Task item »
A faithful, word-for-word transcription of all the data is what is needed.

▶

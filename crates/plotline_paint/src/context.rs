//! Paint context - records fills and strokes for a host surface

use serde::{Deserialize, Serialize};

use crate::color::Color;
use crate::gradient::LinearGradient;
use crate::path::Path;

/// Fill or stroke source
#[derive(Clone, Debug, PartialEq)]
pub enum FillStyle {
    Color(Color),
    Gradient(LinearGradient),
}

impl From<Color> for FillStyle {
    fn from(color: Color) -> Self {
        FillStyle::Color(color)
    }
}

impl From<LinearGradient> for FillStyle {
    fn from(gradient: LinearGradient) -> Self {
        FillStyle::Gradient(gradient)
    }
}

/// Stroke geometry
#[derive(Clone, Debug, PartialEq, Serialize, Deserialize)]
#[serde(default)]
pub struct StrokeStyle {
    pub line_width: f32,
    pub line_cap: LineCap,
    pub line_join: LineJoin,
    pub miter_limit: f32,
    pub dash: Vec<f32>,
    pub dash_phase: f32,
}

impl StrokeStyle {
    pub fn new(line_width: f32) -> Self {
        Self {
            line_width,
            ..Self::default()
        }
    }

    pub fn with_dash(mut self, dash: Vec<f32>) -> Self {
        self.dash = dash;
        self
    }
}

impl Default for StrokeStyle {
    fn default() -> Self {
        Self {
            line_width: 1.0,
            line_cap: LineCap::Butt,
            line_join: LineJoin::Miter,
            miter_limit: 10.0,
            dash: Vec::new(),
            dash_phase: 0.0,
        }
    }
}

#[derive(Clone, Copy, Debug, Default, PartialEq, Eq, Serialize, Deserialize)]
#[serde(rename_all = "snake_case")]
pub enum LineCap {
    #[default]
    Butt,
    Round,
    Square,
}

#[derive(Clone, Copy, Debug, Default, PartialEq, Eq, Serialize, Deserialize)]
#[serde(rename_all = "snake_case")]
pub enum LineJoin {
    #[default]
    Miter,
    Round,
    Bevel,
}

/// A paint command for the renderer
#[derive(Clone, Debug, PartialEq)]
pub enum PaintCommand {
    FillPath {
        path: Path,
        style: FillStyle,
    },
    StrokePath {
        path: Path,
        style: FillStyle,
        stroke: StrokeStyle,
    },
}

/// Records paint commands in draw order.
#[derive(Clone, Debug, Default)]
pub struct PaintContext {
    commands: Vec<PaintCommand>,
}

impl PaintContext {
    pub fn new() -> Self {
        Self::default()
    }

    /// Empty paths are skipped.
    pub fn fill_path(&mut self, path: Path, style: impl Into<FillStyle>) {
        if path.is_empty() {
            return;
        }
        self.commands.push(PaintCommand::FillPath {
            path,
            style: style.into(),
        });
    }

    /// Empty paths are skipped.
    pub fn stroke_path(&mut self, path: Path, style: impl Into<FillStyle>, stroke: &StrokeStyle) {
        if path.is_empty() {
            return;
        }
        self.commands.push(PaintCommand::StrokePath {
            path,
            style: style.into(),
            stroke: stroke.clone(),
        });
    }

    pub fn commands(&self) -> &[PaintCommand] {
        &self.commands
    }

    pub fn into_commands(self) -> Vec<PaintCommand> {
        self.commands
    }
}

#[cfg(test)]
mod tests {
    use super::*;
    use crate::path::PathBuilder;

    #[test]
    fn empty_paths_are_not_recorded() {
        let mut ctx = PaintContext::new();
        ctx.fill_path(Path::new(), Color::RED);
        ctx.stroke_path(Path::new(), Color::RED, &StrokeStyle::new(2.0));
        assert!(ctx.commands().is_empty());

        let line = PathBuilder::new().move_to(0.0, 0.0).line_to(1.0, 1.0).build();
        ctx.stroke_path(line, Color::RED, &StrokeStyle::new(2.0));
        assert!(matches!(
            ctx.into_commands().as_slice(),
            [PaintCommand::StrokePath { stroke, .. }] if stroke.line_width == 2.0
        ));
    }

    #[test]
    fn stroke_style_defaults_fill_missing_keys() {
        let s: StrokeStyle = toml::from_str("line_width = 3.0\nline_cap = \"round\"").unwrap();
        assert_eq!(s.line_width, 3.0);
        assert_eq!(s.line_cap, LineCap::Round);
        assert_eq!(s.line_join, LineJoin::Miter);
    }
}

◀

Response to this task »
filename crates/plotline_paint/src/context.rs
//! Paint context - records fills and strokes for a host surface

use serde::{Deserialize, Serialize};

use crate::color::Color;
use crate::gradient::LinearGradient;
use crate::path::Path;

/// Fill or stroke source
#[derive(Clone, Debug, PartialEq)]
pub enum FillStyle {
    Color(Color),
    Gradient(LinearGradient),
}

impl From<Color> for FillStyle {
    fn from(color: Color) -> Self {
        FillStyle::Color(color)
    }
}

impl From<LinearGradient> for FillStyle {
    fn from(gradient: LinearGradient) -> Self {
        FillStyle::Gradient(gradient)
    }
}

/// Stroke geometry
#[derive(Clone, Debug, PartialEq, Serialize, Deserialize)]
#[serde(default)]
pub struct StrokeStyle {
    pub line_width: f32,
    pub line_cap: LineCap,
    pub line_join: LineJoin,
    pub miter_limit: f32,
    pub dash: Vec<f32>,
    pub dash_phase: f32,
}

impl StrokeStyle {
    pub fn new(line_width: f32) -> Self {
        Self {
            line_width,
            ..Self::default()
        }
    }

    pub fn with_dash(mut self, dash: Vec<f32>) -> Self {
        self.dash = dash;
        self
    }
}

impl Default for StrokeStyle {
    fn default() -> Self {
        Self {
            line_width: 1.0,
            line_cap: LineCap::Butt,
            line_join: LineJoin::Miter,
            miter_limit: 10.0,
            dash: Vec::new(),
            dash_phase: 0.0,
        }
    }
}

#[derive(Clone, Copy, Debug, Default, PartialEq, Eq, Serialize, Deserialize)]
#[serde(rename_all = "snake_case")]
pub enum LineCap {
    #[default]
    Butt,
    Round,
    Square,
}

#[derive(Clone, Copy, Debug, Default, PartialEq, Eq, Serialize, Deserialize)]
#[serde(rename_all = "snake_case")]
pub enum LineJoin {
    #[default]
    Miter,
    Round,
    Bevel,
}

/// A paint command for the renderer
#[derive(Clone, Debug, PartialEq)]
pub enum PaintCommand {
    FillPath {
        path: Path,
        style: FillStyle,
    },
    StrokePath {
        path: Path,
        style: FillStyle,
        stroke: StrokeStyle,
    },
}

/// Records paint commands in draw order.
#[derive(Clone, Debug, Default)]
pub struct PaintContext {
    commands: Vec<PaintCommand>,
}

impl PaintContext {
    pub fn new() -> Self {
        Self::default()
    }

    /// Empty paths are skipped.
    pub fn fill_path(&mut self, path: Path, style: impl Into<FillStyle>) {
        if path.is_empty() {
            return;
        }
        self.commands.push(PaintCommand::FillPath {
            path,
            style: style.into(),
        });
    }

    /// Empty paths are skipped.
    pub fn stroke_path(&mut self, path: Path, style: impl Into<FillStyle>, stroke: &StrokeStyle) {
        if path.is_empty() {
            return;
        }
        self.commands.push(PaintCommand::StrokePath {
            path,
            style: style.into(),
            stroke: stroke.clone(),
        });
    }

    pub fn commands(&self) -> &[PaintCommand] {
        &self.commands
    }

    pub fn into_commands(self) -> Vec<PaintCommand> {
        self.commands
    }
}

#[cfg(test)]
mod tests {
    use super::*;
    use crate::path::PathBuilder;

    #[test]
    fn empty_paths_are_not_recorded() {
        let mut ctx = PaintContext::new();
        ctx.fill_path(Path::new(), Color::RED);
        ctx.stroke_path(Path::new(), Color::RED, &StrokeStyle::new(2.0));
        assert!(ctx.commands().is_empty());

        let line = PathBuilder::new().move_to(0.0, 0.0).line_to(1.0, 1.0).build();
        ctx.stroke_path(line, Color::RED, &StrokeStyle::new(2.0));
        assert!(matches!(
            ctx.into_commands().as_slice(),
            [PaintCommand::StrokePath { stroke, .. }] if stroke.line_width == 2.0
        ));
    }

    #[test]
    fn stroke_style_defaults_fill_missing_keys() {
        let s: StrokeStyle = toml::from_str("line_width = 3.0\nline_cap = \"round\"").unwrap();
        assert_eq!(s.line_width, 3.0);
        assert_eq!(s.line_cap, LineCap::Round);
        assert_eq!(s.line_join, LineJoin::Miter);
    }
}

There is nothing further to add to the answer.